*Task instructions*
Every line in the records below with the string "lookup" is to be copied out.

*Provided entries*
+--
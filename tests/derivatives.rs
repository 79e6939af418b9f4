#[macro_use]
extern crate approx;

use derivatives::{ops, parse, Expression, Symbol};

const X: f64 = 1.3;
const Y: f64 = 2.1;
const Z: f64 = 0.7;

fn lookup(symbol: &Symbol) -> Option<f64> {
    match symbol.name() {
        "x" => Some(X),
        "y" => Some(Y),
        "z" => Some(Z),
        _ => None,
    }
}

fn derivative_at_sample_point(src: &str, variable: &str) -> f64 {
    let tree = parse(src).unwrap();
    let derivative = tree.derivative(variable).unwrap();

    let raw = ops::evaluate(&derivative, lookup).unwrap();
    let simplified =
        ops::evaluate(&ops::simplify(&derivative), lookup).unwrap();
    assert_relative_eq!(
        raw,
        simplified,
        epsilon = 1e-12,
        max_relative = 1e-9
    );

    raw
}

macro_rules! derivative_test {
    ($name:ident, $src:expr, $variable:expr, $should_be:expr) => {
        #[test]
        fn $name() {
            let got = derivative_at_sample_point($src, $variable);

            assert_relative_eq!(
                got,
                $should_be,
                epsilon = 1e-12,
                max_relative = 1e-9
            );
        }
    };
}

derivative_test!(sum, "( x + 1 )", "x", 1.0);
derivative_test!(difference, "( 5 - x )", "x", -1.0);
derivative_test!(
    with_respect_to_a_missing_variable,
    "( ( x - 3 ) + ( x + 1 ) )",
    "y",
    0.0
);
derivative_test!(partial_derivative, "( ( x * y ) + y )", "y", X + 1.0);
derivative_test!(product, "( x * x )", "x", 2.0 * X);
derivative_test!(
    quotient,
    "( x / ( z + 1 ) )",
    "z",
    -X / (Z + 1.0).powi(2)
);
derivative_test!(
    sine_of_a_difference,
    "sin( ( ( 5 * x ) - y ) )",
    "x",
    5.0 * (5.0 * X - Y).cos()
);
derivative_test!(
    nested_chain_rule,
    "cos( sin( ( 1 / x ) ) )",
    "x",
    (1.0 / X).sin().sin() * (1.0 / X).cos() / X.powi(2)
);
derivative_test!(
    exponential,
    "exp( ( ( x ** 2 ) * 3 ) )",
    "x",
    6.0 * X * (3.0 * X * X).exp()
);
derivative_test!(
    nested_logarithm,
    "( log( log( y ) ) * ( 1 / x ) )",
    "y",
    1.0 / (X * Y * Y.ln())
);
derivative_test!(
    constant_bases,
    "( ( 3 ** y ) * ( 2 ** x ) )",
    "x",
    3_f64.powf(Y) * 2_f64.powf(X) * 2_f64.ln()
);
derivative_test!(
    constant_base_with_a_function_exponent,
    "( 5 ** sin( ( x / 3 ) ) )",
    "x",
    5_f64.powf((X / 3.0).sin()) * 5_f64.ln() * (X / 3.0).cos() / 3.0
);
derivative_test!(
    power_of_a_power,
    "( ( sin( x ) ** 3 ) ** 2 )",
    "x",
    6.0 * X.sin().powi(5) * X.cos()
);
derivative_test!(
    function_to_the_power_of_a_function,
    "( sin( x ) ** sin( x ) )",
    "x",
    X.sin().powf(X.sin()) * X.cos() * (X.sin().ln() + 1.0)
);
derivative_test!(
    variable_to_the_power_of_a_variable,
    "( ( x ** x ) ** x )",
    "x",
    X.powf(X * X) * (2.0 * X * X.ln() + X)
);
derivative_test!(bare_symbol, "x", "x", 1.0);

#[test]
fn simplified_forms() {
    let inputs = vec![
        ("( x + 1 )", "x", Expression::integer(1)),
        ("( x + 1 )", "y", Expression::integer(0)),
        (
            "( x * x )",
            "x",
            Expression::integer(2) * Expression::symbol("x"),
        ),
        (
            "( x / ( z + 1 ) )",
            "z",
            -(Expression::symbol("x")
                / (Expression::symbol("z") + Expression::integer(1))
                    .pow(Expression::integer(2))),
        ),
    ];

    for (src, variable, should_be) in inputs {
        let derivative = parse(src).unwrap().derivative(variable).unwrap();

        let got = ops::simplify(&derivative);

        assert_eq!(got, should_be, "d/d{} {}", variable, src);
    }
}

#[test]
fn constant_expressions_match_arithmetic() {
    let inputs = vec![
        ("( ( 2 * 3 ) + ( 8 / 4 ) )", 8.0),
        ("( ( 1 - 4 ) * ( 2 ** 5 ) )", -96.0),
        ("( 7 / 2 )", 3.5),
        ("( 2 ** 100 )", 2_f64.powi(100)),
        ("( 99999999999999999999 - 1 )", 99_999_999_999_999_999_998.0),
        ("( ( 10 - 4 ) / ( 3 * 3 ) )", 6.0 / 9.0),
        ("exp( 0 )", 1.0),
        ("( sin( 0 ) + cos( 0 ) )", 1.0),
    ];

    for (src, should_be) in inputs {
        let value = parse(src).unwrap().evaluate().unwrap();

        let got = ops::evaluate(&value, lookup).unwrap();

        assert_relative_eq!(got, should_be, max_relative = 1e-12);
    }
}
+--
*Response for this exercise*
fn lookup(symbol: &Symbol) -> Option<f64> {
    let raw = ops::evaluate(&derivative, lookup).unwrap();
        ops::evaluate(&ops::simplify(&derivative), lookup).unwrap();
        let got = ops::evaluate(&value, lookup).unwrap();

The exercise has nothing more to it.